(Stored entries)
++++++++

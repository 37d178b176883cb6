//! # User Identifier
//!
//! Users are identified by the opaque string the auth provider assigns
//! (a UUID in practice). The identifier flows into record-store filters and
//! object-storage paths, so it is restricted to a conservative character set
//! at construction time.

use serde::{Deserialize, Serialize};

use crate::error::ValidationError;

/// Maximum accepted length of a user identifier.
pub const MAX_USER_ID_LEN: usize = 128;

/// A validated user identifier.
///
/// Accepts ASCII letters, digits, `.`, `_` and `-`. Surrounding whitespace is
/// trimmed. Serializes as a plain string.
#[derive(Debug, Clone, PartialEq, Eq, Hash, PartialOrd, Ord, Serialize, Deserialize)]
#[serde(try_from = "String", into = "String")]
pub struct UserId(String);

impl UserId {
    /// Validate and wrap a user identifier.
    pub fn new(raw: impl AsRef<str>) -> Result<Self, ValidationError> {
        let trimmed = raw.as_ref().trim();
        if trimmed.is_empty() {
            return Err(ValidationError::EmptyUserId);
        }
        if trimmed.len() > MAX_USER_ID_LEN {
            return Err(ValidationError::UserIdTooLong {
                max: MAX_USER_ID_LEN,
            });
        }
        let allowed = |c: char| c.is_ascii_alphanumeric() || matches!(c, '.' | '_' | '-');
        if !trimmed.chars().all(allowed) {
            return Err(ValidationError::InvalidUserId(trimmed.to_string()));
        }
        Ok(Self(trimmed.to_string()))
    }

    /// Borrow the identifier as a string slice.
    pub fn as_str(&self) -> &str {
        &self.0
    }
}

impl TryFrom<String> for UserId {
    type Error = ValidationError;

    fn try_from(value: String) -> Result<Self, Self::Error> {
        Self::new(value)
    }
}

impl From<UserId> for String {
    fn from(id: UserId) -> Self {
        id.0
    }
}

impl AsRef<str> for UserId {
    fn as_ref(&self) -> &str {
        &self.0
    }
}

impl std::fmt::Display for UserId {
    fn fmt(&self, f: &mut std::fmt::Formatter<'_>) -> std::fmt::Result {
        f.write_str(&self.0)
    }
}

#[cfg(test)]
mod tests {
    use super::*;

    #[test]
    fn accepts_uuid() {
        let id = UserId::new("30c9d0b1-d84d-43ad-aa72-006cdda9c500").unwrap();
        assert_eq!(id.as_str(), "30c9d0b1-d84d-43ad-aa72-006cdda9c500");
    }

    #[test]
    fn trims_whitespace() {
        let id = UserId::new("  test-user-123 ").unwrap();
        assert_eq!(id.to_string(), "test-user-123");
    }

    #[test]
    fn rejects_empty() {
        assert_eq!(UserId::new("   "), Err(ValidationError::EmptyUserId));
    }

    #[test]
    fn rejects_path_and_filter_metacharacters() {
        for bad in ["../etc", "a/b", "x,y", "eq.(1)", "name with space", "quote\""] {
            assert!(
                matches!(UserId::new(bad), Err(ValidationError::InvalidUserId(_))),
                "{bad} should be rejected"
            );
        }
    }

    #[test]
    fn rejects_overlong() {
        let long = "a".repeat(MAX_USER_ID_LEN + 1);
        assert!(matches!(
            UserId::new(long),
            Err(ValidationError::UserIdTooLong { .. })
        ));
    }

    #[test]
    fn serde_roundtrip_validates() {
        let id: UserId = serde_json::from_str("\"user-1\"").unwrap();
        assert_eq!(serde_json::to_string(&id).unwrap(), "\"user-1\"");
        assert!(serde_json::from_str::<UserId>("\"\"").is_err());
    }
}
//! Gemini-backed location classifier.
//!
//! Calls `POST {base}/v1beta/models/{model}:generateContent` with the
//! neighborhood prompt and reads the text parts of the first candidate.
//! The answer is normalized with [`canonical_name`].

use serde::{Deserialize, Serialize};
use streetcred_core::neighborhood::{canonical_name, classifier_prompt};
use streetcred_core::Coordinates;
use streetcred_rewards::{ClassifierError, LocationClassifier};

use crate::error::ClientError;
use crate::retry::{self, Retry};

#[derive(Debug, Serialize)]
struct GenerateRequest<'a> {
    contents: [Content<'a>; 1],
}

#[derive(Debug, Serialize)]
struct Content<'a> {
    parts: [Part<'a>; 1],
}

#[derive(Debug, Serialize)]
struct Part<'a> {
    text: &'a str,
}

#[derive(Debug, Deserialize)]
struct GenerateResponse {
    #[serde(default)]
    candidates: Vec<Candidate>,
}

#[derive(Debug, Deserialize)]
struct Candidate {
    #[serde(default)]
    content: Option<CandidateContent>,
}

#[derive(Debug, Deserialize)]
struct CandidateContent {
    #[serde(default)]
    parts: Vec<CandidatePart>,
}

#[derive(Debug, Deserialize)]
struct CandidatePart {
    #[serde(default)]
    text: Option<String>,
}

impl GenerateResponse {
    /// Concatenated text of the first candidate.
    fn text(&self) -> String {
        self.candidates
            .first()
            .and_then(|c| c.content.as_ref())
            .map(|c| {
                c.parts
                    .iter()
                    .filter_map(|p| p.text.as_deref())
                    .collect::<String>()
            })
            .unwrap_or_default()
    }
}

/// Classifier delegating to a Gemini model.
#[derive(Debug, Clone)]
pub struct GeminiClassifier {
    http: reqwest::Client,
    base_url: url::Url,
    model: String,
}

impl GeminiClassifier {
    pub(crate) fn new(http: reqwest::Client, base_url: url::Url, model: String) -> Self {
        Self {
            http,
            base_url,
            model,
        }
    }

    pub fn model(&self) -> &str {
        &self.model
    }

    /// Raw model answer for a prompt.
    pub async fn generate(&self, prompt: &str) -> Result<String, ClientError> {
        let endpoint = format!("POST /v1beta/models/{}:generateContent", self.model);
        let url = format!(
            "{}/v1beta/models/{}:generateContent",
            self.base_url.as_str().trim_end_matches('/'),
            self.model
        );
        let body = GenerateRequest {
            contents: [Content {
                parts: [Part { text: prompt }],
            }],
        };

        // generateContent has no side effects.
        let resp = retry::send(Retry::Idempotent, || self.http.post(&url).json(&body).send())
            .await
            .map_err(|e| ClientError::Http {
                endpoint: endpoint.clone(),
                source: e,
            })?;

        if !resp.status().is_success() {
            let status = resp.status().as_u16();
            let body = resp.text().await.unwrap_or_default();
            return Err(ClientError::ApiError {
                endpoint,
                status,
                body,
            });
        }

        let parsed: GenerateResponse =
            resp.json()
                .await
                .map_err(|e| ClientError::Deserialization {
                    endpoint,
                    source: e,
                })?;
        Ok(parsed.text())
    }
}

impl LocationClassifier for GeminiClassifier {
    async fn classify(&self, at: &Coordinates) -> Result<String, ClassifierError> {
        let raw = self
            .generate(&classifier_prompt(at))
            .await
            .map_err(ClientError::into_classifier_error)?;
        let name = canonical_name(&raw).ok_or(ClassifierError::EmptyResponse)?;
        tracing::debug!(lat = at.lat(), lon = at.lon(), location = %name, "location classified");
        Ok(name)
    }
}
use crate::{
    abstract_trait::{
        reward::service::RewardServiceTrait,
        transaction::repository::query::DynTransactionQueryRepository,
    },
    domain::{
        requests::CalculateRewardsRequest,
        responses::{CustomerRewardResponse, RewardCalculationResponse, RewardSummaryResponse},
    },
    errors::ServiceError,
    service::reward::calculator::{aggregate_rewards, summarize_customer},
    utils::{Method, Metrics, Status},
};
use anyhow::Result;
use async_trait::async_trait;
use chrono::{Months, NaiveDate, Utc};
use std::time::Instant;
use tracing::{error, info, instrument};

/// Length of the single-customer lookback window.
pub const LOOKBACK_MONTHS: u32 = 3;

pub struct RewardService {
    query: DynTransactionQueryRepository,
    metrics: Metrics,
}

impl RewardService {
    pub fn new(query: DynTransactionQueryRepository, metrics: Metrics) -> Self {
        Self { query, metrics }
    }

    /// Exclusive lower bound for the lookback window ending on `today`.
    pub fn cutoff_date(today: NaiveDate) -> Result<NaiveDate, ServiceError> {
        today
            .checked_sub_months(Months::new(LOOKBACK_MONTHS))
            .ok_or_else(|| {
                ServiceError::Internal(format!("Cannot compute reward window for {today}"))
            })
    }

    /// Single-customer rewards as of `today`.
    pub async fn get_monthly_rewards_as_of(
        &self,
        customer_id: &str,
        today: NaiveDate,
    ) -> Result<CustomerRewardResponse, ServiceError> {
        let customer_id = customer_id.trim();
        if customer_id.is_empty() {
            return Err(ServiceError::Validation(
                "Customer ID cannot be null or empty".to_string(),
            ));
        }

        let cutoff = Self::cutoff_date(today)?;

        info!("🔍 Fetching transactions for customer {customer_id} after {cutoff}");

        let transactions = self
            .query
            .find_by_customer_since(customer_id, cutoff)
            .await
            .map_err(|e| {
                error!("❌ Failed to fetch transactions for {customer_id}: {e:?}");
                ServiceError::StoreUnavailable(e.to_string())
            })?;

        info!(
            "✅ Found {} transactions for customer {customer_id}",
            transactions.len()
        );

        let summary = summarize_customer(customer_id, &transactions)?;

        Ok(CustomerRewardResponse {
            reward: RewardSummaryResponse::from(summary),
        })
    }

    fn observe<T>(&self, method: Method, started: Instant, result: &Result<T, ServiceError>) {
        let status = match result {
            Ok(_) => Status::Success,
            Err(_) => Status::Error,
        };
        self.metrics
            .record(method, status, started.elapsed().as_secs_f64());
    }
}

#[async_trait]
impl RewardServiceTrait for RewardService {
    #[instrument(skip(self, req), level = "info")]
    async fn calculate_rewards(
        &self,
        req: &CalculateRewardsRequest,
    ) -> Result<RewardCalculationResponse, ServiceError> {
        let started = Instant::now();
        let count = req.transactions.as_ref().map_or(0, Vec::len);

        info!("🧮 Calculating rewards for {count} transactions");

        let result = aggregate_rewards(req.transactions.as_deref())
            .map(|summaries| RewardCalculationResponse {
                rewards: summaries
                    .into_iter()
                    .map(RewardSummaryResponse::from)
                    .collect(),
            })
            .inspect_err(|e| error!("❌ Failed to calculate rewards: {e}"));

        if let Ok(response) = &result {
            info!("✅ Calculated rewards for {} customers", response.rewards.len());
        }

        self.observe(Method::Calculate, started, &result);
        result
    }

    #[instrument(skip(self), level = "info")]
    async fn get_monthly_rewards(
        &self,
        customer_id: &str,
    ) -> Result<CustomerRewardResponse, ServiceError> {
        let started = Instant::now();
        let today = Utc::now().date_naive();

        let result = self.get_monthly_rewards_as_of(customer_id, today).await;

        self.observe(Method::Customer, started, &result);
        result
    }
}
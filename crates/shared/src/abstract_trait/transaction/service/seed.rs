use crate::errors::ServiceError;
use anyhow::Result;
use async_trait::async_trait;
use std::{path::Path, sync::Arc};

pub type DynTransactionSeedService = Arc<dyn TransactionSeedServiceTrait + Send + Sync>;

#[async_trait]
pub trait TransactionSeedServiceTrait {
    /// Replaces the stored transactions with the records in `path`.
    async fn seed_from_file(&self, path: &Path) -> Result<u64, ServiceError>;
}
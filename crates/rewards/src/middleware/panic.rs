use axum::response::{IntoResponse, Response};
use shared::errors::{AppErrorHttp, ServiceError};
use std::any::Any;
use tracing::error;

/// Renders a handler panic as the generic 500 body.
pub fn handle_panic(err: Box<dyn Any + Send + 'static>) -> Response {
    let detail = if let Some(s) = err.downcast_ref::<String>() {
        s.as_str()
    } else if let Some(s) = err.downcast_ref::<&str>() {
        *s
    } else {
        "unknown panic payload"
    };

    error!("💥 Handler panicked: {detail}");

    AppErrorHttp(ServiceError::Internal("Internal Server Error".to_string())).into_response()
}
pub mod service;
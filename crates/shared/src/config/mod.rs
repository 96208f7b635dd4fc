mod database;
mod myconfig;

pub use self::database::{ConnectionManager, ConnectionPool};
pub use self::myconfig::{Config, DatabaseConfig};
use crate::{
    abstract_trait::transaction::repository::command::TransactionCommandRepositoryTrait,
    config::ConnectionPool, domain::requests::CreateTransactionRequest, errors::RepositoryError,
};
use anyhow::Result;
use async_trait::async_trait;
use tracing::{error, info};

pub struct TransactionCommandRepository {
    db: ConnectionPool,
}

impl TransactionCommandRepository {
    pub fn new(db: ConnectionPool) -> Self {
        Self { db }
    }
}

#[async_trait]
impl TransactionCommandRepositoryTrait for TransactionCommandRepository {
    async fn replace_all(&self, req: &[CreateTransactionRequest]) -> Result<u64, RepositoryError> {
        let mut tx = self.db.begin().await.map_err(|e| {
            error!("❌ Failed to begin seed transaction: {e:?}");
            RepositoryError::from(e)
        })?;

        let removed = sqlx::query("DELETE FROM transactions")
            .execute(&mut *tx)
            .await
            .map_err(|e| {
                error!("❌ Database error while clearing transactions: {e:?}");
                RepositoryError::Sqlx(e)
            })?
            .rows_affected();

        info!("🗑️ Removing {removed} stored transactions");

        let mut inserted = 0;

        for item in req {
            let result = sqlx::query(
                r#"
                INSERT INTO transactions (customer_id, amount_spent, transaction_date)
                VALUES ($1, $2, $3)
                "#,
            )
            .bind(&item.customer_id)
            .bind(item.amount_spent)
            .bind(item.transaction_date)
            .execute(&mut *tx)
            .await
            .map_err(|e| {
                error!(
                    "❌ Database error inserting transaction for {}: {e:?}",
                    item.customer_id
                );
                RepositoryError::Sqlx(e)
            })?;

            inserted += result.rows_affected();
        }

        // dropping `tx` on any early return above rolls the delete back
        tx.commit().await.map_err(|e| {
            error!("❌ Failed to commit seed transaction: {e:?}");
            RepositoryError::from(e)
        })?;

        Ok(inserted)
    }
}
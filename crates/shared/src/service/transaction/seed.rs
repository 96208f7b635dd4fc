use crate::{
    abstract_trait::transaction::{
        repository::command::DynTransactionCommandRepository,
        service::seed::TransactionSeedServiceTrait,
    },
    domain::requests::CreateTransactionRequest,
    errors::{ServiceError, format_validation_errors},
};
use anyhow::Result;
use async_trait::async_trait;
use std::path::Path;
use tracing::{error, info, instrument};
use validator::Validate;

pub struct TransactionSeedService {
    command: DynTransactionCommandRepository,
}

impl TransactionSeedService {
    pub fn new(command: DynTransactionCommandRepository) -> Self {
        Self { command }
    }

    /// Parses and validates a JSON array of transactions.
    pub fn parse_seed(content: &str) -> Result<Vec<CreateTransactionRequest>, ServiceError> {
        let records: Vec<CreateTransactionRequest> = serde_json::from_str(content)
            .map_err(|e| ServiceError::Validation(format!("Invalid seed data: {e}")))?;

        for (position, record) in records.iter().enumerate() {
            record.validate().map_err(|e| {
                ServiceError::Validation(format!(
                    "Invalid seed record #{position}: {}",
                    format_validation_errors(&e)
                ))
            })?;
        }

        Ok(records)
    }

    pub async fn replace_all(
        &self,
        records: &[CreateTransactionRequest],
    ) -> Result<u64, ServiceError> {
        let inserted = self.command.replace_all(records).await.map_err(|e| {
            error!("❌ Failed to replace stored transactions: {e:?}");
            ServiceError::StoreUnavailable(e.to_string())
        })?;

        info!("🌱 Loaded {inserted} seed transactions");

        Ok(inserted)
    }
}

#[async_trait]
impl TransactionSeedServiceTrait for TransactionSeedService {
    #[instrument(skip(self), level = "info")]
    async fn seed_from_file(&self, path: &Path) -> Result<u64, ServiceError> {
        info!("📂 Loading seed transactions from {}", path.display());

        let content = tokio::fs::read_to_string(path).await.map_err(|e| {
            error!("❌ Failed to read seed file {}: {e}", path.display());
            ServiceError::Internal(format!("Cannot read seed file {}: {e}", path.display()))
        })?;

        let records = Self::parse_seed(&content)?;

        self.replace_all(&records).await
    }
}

++++++++

(HOW TO COMPLETE THIS TASK):
Working from the data above, extract solely the lines from the one containing "pub fn new(raw: impl" through the one containing "impl std::fmt::Display for", exactly as they appear, both included.

(ANSWER AREA):
    pub fn new(raw: impl AsRef<str>) -> Result<Self, ValidationError> {
        let trimmed = raw.as_ref().trim();
        if trimmed.is_empty() {
            return Err(ValidationError::EmptyUserId);
        }
        if trimmed.len() > MAX_USER_ID_LEN {
            return Err(ValidationError::UserIdTooLong {
                max: MAX_USER_ID_LEN,
            });
        }
        let allowed = |c: char| c.is_ascii_alphanumeric() || matches!(c, '.' | '_' | '-');
        if !trimmed.chars().all(allowed) {
            return Err(ValidationError::InvalidUserId(trimmed.to_string()));
        }
        Ok(Self(trimmed.to_string()))
    }

    /// Borrow the identifier as a string slice.
    pub fn as_str(&self) -> &str {
        &self.0
    }
}

impl TryFrom<String> for UserId {
    type Error = ValidationError;

    fn try_from(value: String) -> Result<Self, Self::Error> {
        Self::new(value)
    }
}

impl From<UserId> for String {
    fn from(id: UserId) -> Self {
        id.0
    }
}

impl AsRef<str> for UserId {
    fn as_ref(&self) -> &str {
        &self.0
    }
}

impl std::fmt::Display for UserId {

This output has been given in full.